Log expenses at the point of payment
When you pay a plumber, open the app and log it. Takes 30 seconds. The receipt photo goes in alongside it. By December, you have a complete, categorised expense record — not a stack of emails to sort through.
Run the report in January
With your income and expenses tracked throughout the year, generating the tax report takes one click. A clean PDF with income and expenses per property, sorted by category. That's what goes to your accountant.
The landlords who dread tax season are the ones who tracked nothing. The landlords who find it painless tracked everything automatically, one entry at a time.
RentDesk syncs with your bank via Plaid, automatically logs rent payments, lets you categorise expenses in seconds, and generates a tax-ready income and expense report for each property. Try it free for 14 days.
Frequently asked questions
When do I need to file taxes on rental income?
In the US, rental income is reported on Schedule E of your Form 1040, due by April 15 (or October 15 with an extension). In Canada, it's reported on Form T776, filed with your T1 personal return by April 30. If you're unsure of your specific deadline, check with a local accountant.
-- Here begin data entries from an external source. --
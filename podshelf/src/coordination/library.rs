use crate::catalog::{CatalogConfig, Episode, SavedShow, fetch_saved_shows, fetch_show_episodes};
use crate::oauth2::TokenBundle;

use super::errors::CoordinationError;

pub async fn list_saved_shows_core(
    config: &CatalogConfig,
    token: &TokenBundle,
) -> Result<Vec<SavedShow>, CoordinationError> {
    Ok(fetch_saved_shows(config, &token.access_token).await?)
}

pub async fn list_show_episodes_core(
    config: &CatalogConfig,
    token: &TokenBundle,
    show_id: &str,
) -> Result<Vec<Episode>, CoordinationError> {
    Ok(fetch_show_episodes(config, &token.access_token, show_id).await?)
}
Do I need a separate bank account for my rental property?
You're not legally required to, but it makes tax preparation dramatically easier. A dedicated rental account means every transaction is clearly in or out of the rental business — no sifting through personal expenses to find the plumber invoice from March.
What records should I keep for rental property taxes?
Keep records of all rental income received, all expenses paid (with receipts), mortgage statements showing interest paid, property tax notices, and any capital improvement records. The CRA and IRS both recommend keeping records for at least six years.